Être bien en soi, c’est d’abord  prendre conscience. Se rendre compte des pressions que l’on accepte, des exigences que l’on s’inflige. C’est regarder avec bienveillance notre être faillible, imparfait, et renoncer à la perfection. C’est accepter de renouer avec soi-même, pour s’aimer et savoir aimer. Car l’amour commence par l’acceptation d’être soi-même aimable. Être bien, c’est se sentir soi, c’est sonner juste, être en phase, être centré, être dans son axe. Être bien, c’est oser être soi-même. C’est aussi, d’une certaine manière, accepter de nager à coutre courant. Car, dans une société qui cultive la réussite et la performance, il est bien difficile de se regarder avec douceur et indulgence. L’estime de soi qui s’est construite, bonne ou mauvaise, selon la relation que nous avions avec nos parents se poursuit dans la société. Pour la plupart, les complexes naissent de là.

 

Quand nous sommes notre bourreau permanent

Très tôt, on est influencé par les canons de notre culture occidentale. On est souvent bourré de complexes parce qu’on subit les modèles extérieurs et sur médiatisés qui s’imposent massivement à notre regard et nous renvoient à nous-mêmes. C’est ce top modèle aux lignes presque irréelles ou ce beau mec aux courbes bien musclées. Les deux ont de l’argent bien sûr, et pour ne rien gâcher, ils sont intelligents. C’est lorsqu’on commence à se comparer que tout se complique. On voudrait ressembler au modèle, cet être idéal, mais on ne lui ressemble pas et on se déteste de ne pouvoir lui ressembler. Nous aimerions voir dans le miroir quelqu’un d’autre que nous-mêmes. C’est pour ça que l’on n’est pas bien.  Comparé à cet autre parfait,  ce nous, que l’on côtoie chaque jour,  ne vaut rien. Alors, nous le méprisons, le maltraitons et le malmenons. Il faut bien se l’avouer, nous ne nous aimons pas.  Dans la plus parfaite rigueur et désaffection, nous  sommes notre bourreau permanent. Nous sommes à l’écoute de ce petit harceleur qui nous rappelle, chaque jour, ce que nous ne sommes pas et ce que nous n’avons pas.

 

Nous nous ne sommes pas si mal que ça… finalement.

 

C’est en prenant conscience du petit harceleur qui est en nous, que nous pouvons nous libérer de cette pression constante. Se défaire de l’emprise des autres, c’est accepter de se regarder avec son propre regard.

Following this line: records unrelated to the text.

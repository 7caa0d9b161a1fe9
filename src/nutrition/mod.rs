//! Nutrition calculation module
//!
//! Turns user-entered meal lines plus the catalog into summed BJU totals.

pub mod aggregator;

pub use aggregator::{aggregate, AggregateError, MealTotals};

Notre corps ne correspond pas aux canons esthétiques, est-ce vraiment grave ? Notre partenaire nous aime et nous trouve belle (beau), c’est l’essentiel !

Notre visage a des défauts, un nez trop long, une bouche trop large à notre goût, trop de creux, trop de rides ? Oubliez les êtres parfaits exposés en couverture de magazine, les photos sont toutes retouchées.

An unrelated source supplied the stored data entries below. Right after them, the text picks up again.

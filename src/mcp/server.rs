//! BJU Tracker MCP Server Implementation
//!
//! Exposes the catalog, meal, and status operations as MCP tools over stdio.

use std::sync::Arc;

use rmcp::handler::server::router::tool::ToolRouter;
use rmcp::handler::server::wrapper::Parameters;
use rmcp::model::{
    CallToolResult, Content, Implementation, ProtocolVersion, ServerCapabilities, ServerInfo,
};
use rmcp::{schemars, tool, tool_handler, tool_router, ErrorData as McpError, ServerHandler};
use serde::Deserialize;
use tokio::sync::Mutex;

use crate::email::MailSender;
use crate::models::MealLine;
use crate::store::{Catalog, Ledger};
use crate::tools::status::{StatusTracker, USAGE_INSTRUCTIONS};
use crate::tools::{meals, products};

/// BJU Tracker MCP Service
#[derive(Clone)]
pub struct BjuService {
    catalog: Catalog,
    ledger: Ledger,
    mailer: Arc<Option<MailSender>>,
    status_tracker: Arc<Mutex<StatusTracker>>,
    tool_router: ToolRouter<BjuService>,
}

impl BjuService {
    pub fn new(
        catalog: Catalog,
        ledger: Ledger,
        mailer: Option<MailSender>,
        status_tracker: StatusTracker,
    ) -> Self {
        Self {
            catalog,
            ledger,
            mailer: Arc::new(mailer),
            status_tracker: Arc::new(Mutex::new(status_tracker)),
            tool_router: Self::tool_router(),
        }
    }
}

// ============================================================================
// Parameter Structs
// ============================================================================

#[derive(Debug, Deserialize, schemars::JsonSchema)]
pub struct AddProductParams {
    /// Product name (stored trimmed and lowercased)
    pub name: String,
    /// Protein per 100 g of product
    pub protein: f64,
    /// Fat per 100 g of product
    pub fat: f64,
    /// Carbohydrate per 100 g of product
    pub carb: f64,
}

#[derive(Debug, Deserialize, schemars::JsonSchema)]
pub struct MealLineParams {
    /// Product name as entered
    pub name: String,
    /// Weight in grams as entered
    pub weight: String,
}

#[derive(Debug, Deserialize, schemars::JsonSchema)]
pub struct LogMealParams {
    /// Consumed products, one (name, weight-in-grams) pair per line
    pub lines: Vec<MealLineParams>,
    /// Recipient addresses; when set, the summary is emailed after saving
    pub email_to: Option<Vec<String>>,
    /// Subject for the emailed summary (optional)
    pub email_subject: Option<String>,
}

// ============================================================================
// Tools
// ============================================================================

#[tool_router]
impl BjuService {
    #[tool(description = "Get the current status of the BJU tracker including build info, data file sizes, and process information")]
    async fn bju_status(&self) -> Result<CallToolResult, McpError> {
        let tracker = self.status_tracker.lock().await;
        let status = tracker.get_status();
        let json = serde_json::to_string_pretty(&status)
            .map_err(|e| McpError::internal_error(format!("Serialization error: {}", e), None))?;
        Ok(CallToolResult::success(vec![Content::text(json)]))
    }

    #[tool(description = "Get instructions for tracking products and logging meals. Call this when starting a session or when unsure how to use the tools.")]
    fn usage_instructions(&self) -> Result<CallToolResult, McpError> {
        Ok(CallToolResult::success(vec![Content::text(USAGE_INSTRUCTIONS)]))
    }

    // --- Products ---

    #[tool(description = "Add a product to the catalog with its protein/fat/carb values per 100 g. Saving an existing name replaces its record.")]
    fn add_product(&self, Parameters(p): Parameters<AddProductParams>) -> Result<CallToolResult, McpError> {
        let result = products::add_product(&self.catalog, &p.name, p.protein, p.fat, p.carb)
            .map_err(|e| McpError::internal_error(e, None))?;
        let json = serde_json::to_string_pretty(&result).map_err(|e| McpError::internal_error(e.to_string(), None))?;
        Ok(CallToolResult::success(vec![Content::text(json)]))
    }

    #[tool(description = "List all catalog products with their per-100g values, sorted by name")]
    fn list_products(&self) -> Result<CallToolResult, McpError> {
        let result = products::list_products(&self.catalog)
            .map_err(|e| McpError::internal_error(e, None))?;
        let json = serde_json::to_string_pretty(&result).map_err(|e| McpError::internal_error(e.to_string(), None))?;
        Ok(CallToolResult::success(vec![Content::text(json)]))
    }

    // --- Meals ---

    #[tool(description = "Log a meal from (product name, weight in grams) lines: computes summed BJU totals, appends to the history, and optionally emails the summary")]
    fn log_meal(&self, Parameters(p): Parameters<LogMealParams>) -> Result<CallToolResult, McpError> {
        let lines: Vec<MealLine> = p
            .lines
            .into_iter()
            .map(|l| MealLine::new(l.name, l.weight))
            .collect();
        let result = meals::log_meal(
            &self.catalog,
            &self.ledger,
            self.mailer.as_ref().as_ref(),
            lines,
            p.email_to,
            p.email_subject,
        )
        .map_err(|e| McpError::internal_error(e, None))?;
        let json = serde_json::to_string_pretty(&result).map_err(|e| McpError::internal_error(e.to_string(), None))?;
        Ok(CallToolResult::success(vec![Content::text(json)]))
    }

    #[tool(description = "Show the full meal history as recorded")]
    fn meal_history(&self) -> Result<CallToolResult, McpError> {
        let result = meals::meal_history(&self.ledger)
            .map_err(|e| McpError::internal_error(e, None))?;
        let json = serde_json::to_string_pretty(&result).map_err(|e| McpError::internal_error(e.to_string(), None))?;
        Ok(CallToolResult::success(vec![Content::text(json)]))
    }
}

// ============================================================================
// Server Handler
// ============================================================================

#[tool_handler]
impl ServerHandler for BjuService {
    fn get_info(&self) -> ServerInfo {
        ServerInfo {
            protocol_version: ProtocolVersion::LATEST,
            capabilities: ServerCapabilities::builder().enable_tools().build(),
            server_info: Implementation {
                name: "bju".into(),
                version: crate::build_info::VERSION.into(),
                title: Some("BJU Tracker".into()),
                icons: None,
                website_url: None,
            },
            instructions: Some(
                "BJU Tracker - food product catalog and meal history with protein/fat/carbohydrate totals. \
                 Call usage_instructions first. \
                 Products: add_product, list_products (values per 100 g, re-saving a name replaces it). \
                 Meals: log_meal (lines of name + weight in grams; all products must exist in the catalog), meal_history. \
                 log_meal can email the saved summary via email_to when SMTP is configured."
                    .into(),
            ),
        }
    }
}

Nous n’avons pas les qualités intellectuelles de telles personnes et les connaissances de tel autre ? Peu importe, nous en avons d’autres.

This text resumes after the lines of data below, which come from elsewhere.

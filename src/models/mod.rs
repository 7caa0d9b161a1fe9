//! Data models
//!
//! Rust structs for products, meal lines, and meal records.

mod meal;
mod nutrition;

pub use meal::{MealLine, MealRecord};
pub use nutrition::{round2, Nutrition};
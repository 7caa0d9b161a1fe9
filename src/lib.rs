//! BJU Tracker Library
//!
//! Core functionality for tracking food products and meal BJU totals
//! (Б/Ж/У: protein, fat, carbohydrate).

pub mod build_info;
pub mod config;
pub mod email;
pub mod mcp;
pub mod models;
pub mod nutrition;
pub mod store;
pub mod tools;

Sachez que personne n’est parfait. Pour le vérifier, faites le test en demandant à vos amis ce qu’ils aimeraient corriger en eux. Tous auront au moins une chose à se reprocher.

 

Je fais des grimaces au petit harceleur qui est en moi

Prenons un vrai moment pour nous et faisons le point : Quelles sont mes qualités ? Qu’est-ce que les autres aiment en moi ? Établissons une liste et acceptons l’idée que nous ne sommes pas si mal que ça… finalement.

C’est le moment de réagir. On décide de ne plus faire un zoom quotidien sur nos défauts et de considérer nos qualités. On décide de prendre soin de soi, parce qu’on le mérite. On écrit sur un post-it une pensée qui va nous aider et on le colle sur notre miroir.

Par exemple : « L’estime de soi dépend de la façon dont on prend soin de soi. » Julia Cameron et Mark Bryan, ou « Vous, comme toute chose dans cet univers, méritez aussi l’amour et l’affection. » Bouddha.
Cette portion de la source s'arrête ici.